WHAT TO WORK ON: For each line in the data below that has the word "Full", copy that line.

Saved entries:
+---+

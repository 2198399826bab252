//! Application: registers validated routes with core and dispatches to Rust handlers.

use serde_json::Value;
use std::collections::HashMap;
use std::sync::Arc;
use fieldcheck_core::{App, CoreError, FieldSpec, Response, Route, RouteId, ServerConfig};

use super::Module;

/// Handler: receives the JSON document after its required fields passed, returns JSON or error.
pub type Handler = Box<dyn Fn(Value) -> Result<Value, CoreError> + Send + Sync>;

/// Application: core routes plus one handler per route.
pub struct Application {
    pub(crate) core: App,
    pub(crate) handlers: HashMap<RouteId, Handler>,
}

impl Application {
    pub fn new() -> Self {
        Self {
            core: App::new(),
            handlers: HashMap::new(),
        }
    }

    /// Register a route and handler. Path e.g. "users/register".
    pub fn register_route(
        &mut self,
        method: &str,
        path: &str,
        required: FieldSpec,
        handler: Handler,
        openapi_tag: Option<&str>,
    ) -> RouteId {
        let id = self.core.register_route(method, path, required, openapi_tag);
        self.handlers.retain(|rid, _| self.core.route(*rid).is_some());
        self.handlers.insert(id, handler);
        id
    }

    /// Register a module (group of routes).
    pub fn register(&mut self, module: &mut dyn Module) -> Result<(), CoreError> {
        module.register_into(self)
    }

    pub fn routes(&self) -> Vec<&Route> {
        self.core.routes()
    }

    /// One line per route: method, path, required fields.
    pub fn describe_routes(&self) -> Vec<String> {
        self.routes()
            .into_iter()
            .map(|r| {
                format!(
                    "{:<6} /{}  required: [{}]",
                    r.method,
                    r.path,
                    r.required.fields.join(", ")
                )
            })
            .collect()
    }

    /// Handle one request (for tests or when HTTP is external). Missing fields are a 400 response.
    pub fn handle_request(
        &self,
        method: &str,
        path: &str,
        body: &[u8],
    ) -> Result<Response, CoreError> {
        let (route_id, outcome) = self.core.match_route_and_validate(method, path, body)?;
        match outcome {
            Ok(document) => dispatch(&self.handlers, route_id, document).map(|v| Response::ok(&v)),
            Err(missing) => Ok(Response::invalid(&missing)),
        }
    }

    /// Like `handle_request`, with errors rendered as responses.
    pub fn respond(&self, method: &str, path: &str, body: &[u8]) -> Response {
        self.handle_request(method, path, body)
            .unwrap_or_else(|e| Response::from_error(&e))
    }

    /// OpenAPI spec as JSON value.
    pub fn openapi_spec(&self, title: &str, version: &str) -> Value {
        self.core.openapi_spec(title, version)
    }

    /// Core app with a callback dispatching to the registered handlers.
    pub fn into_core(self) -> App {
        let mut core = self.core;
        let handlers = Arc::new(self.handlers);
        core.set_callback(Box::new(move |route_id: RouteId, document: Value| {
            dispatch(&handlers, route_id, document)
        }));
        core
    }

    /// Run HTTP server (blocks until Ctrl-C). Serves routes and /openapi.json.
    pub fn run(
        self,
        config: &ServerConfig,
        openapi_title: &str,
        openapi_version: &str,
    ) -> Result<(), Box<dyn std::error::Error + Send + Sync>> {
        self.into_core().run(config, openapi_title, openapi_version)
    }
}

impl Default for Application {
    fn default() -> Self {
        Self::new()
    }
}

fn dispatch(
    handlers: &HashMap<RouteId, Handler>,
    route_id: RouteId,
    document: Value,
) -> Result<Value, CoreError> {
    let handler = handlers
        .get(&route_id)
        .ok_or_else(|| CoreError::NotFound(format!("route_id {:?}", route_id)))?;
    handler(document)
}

+---+

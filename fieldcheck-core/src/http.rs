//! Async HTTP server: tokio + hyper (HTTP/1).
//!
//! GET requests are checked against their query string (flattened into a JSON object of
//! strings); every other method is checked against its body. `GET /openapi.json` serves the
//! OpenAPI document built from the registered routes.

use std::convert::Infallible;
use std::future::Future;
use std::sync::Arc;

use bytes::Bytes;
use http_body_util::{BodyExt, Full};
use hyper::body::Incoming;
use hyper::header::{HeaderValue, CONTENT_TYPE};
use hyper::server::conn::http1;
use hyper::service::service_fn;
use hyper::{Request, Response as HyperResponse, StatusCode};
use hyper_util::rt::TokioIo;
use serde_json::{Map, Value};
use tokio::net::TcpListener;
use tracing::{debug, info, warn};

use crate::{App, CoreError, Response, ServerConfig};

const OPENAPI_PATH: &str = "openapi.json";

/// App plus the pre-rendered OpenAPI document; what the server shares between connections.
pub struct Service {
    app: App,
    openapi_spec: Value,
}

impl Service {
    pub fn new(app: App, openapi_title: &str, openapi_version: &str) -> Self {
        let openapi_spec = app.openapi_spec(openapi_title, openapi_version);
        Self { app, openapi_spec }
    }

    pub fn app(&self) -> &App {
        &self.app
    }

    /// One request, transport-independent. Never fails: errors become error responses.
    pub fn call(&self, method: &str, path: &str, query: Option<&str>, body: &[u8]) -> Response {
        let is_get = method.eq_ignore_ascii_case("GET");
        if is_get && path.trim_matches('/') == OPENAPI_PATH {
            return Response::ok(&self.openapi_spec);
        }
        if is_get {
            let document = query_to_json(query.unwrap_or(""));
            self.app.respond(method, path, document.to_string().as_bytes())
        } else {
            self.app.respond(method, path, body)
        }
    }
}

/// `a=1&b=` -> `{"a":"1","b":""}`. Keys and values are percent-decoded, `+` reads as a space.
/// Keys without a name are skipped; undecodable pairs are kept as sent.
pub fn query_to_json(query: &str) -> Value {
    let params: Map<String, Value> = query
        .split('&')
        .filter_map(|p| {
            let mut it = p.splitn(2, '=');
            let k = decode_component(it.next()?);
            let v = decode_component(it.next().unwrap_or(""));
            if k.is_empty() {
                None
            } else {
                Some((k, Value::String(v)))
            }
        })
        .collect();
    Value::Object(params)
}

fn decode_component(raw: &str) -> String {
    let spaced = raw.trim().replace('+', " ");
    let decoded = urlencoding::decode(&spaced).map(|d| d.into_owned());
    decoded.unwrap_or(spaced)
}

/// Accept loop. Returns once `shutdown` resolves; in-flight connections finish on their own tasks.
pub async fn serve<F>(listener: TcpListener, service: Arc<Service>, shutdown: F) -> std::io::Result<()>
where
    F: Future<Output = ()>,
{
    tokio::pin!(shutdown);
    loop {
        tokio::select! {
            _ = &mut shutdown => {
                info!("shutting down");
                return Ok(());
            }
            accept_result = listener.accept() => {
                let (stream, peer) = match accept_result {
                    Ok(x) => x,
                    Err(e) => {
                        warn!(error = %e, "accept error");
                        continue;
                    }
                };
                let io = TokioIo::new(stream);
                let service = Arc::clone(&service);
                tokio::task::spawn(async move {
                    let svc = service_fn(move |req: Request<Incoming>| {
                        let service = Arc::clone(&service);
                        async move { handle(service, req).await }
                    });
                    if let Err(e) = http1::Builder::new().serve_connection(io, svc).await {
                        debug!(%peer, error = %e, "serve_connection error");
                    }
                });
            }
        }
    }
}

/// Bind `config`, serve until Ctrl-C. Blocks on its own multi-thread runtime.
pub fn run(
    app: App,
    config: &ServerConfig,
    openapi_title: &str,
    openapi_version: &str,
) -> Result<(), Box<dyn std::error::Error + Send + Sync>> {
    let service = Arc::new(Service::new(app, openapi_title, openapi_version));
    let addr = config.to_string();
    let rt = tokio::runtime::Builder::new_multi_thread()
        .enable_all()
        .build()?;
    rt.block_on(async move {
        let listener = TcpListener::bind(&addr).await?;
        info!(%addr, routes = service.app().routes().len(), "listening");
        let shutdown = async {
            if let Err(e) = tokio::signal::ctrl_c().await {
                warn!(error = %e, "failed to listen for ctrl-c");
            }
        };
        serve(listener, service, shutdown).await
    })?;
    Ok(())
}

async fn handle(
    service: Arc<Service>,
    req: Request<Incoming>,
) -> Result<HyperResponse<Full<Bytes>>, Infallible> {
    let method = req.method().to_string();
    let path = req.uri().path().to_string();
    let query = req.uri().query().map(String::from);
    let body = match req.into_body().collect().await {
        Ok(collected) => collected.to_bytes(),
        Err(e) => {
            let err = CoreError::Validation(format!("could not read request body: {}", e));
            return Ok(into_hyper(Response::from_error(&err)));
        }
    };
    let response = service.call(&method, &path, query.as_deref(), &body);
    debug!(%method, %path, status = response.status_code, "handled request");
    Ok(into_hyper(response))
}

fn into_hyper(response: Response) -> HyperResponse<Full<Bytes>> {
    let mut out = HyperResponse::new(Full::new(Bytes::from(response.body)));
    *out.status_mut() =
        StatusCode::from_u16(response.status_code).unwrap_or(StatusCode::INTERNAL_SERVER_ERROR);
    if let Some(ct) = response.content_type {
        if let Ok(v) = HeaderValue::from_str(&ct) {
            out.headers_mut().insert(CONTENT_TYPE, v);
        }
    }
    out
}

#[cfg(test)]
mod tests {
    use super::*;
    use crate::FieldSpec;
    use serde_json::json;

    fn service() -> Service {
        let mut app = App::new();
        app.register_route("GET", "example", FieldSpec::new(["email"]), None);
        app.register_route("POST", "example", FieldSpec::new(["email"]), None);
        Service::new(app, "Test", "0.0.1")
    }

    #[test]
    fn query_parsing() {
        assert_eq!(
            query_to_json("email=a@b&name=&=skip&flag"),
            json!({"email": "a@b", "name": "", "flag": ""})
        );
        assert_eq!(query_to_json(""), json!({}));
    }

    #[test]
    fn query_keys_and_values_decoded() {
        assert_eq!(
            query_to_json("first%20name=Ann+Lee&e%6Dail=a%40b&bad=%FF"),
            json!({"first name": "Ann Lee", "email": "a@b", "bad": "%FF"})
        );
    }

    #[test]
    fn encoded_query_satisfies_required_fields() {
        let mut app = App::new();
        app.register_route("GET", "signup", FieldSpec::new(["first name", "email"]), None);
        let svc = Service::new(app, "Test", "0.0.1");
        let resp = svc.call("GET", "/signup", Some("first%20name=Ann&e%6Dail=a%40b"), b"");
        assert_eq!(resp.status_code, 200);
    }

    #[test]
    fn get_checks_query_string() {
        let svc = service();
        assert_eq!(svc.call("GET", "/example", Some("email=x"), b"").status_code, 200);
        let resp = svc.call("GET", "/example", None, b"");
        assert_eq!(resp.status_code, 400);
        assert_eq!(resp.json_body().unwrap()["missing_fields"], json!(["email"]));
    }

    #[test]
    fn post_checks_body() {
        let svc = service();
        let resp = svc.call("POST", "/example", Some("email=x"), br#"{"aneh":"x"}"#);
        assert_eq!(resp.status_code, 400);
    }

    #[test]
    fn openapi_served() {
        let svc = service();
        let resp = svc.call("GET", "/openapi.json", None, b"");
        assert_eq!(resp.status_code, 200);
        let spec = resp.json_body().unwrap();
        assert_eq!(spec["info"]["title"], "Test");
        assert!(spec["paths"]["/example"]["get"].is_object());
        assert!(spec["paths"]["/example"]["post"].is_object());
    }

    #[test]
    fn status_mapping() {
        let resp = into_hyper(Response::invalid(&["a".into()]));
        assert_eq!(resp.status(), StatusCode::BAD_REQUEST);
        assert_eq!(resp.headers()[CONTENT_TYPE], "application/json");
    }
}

+---+

RESPONSE:
use http_body_util::{BodyExt, Full};
) -> Result<HyperResponse<Full<Bytes>>, Infallible> {
fn into_hyper(response: Response) -> HyperResponse<Full<Bytes>> {
    let mut out = HyperResponse::new(Full::new(Bytes::from(response.body)));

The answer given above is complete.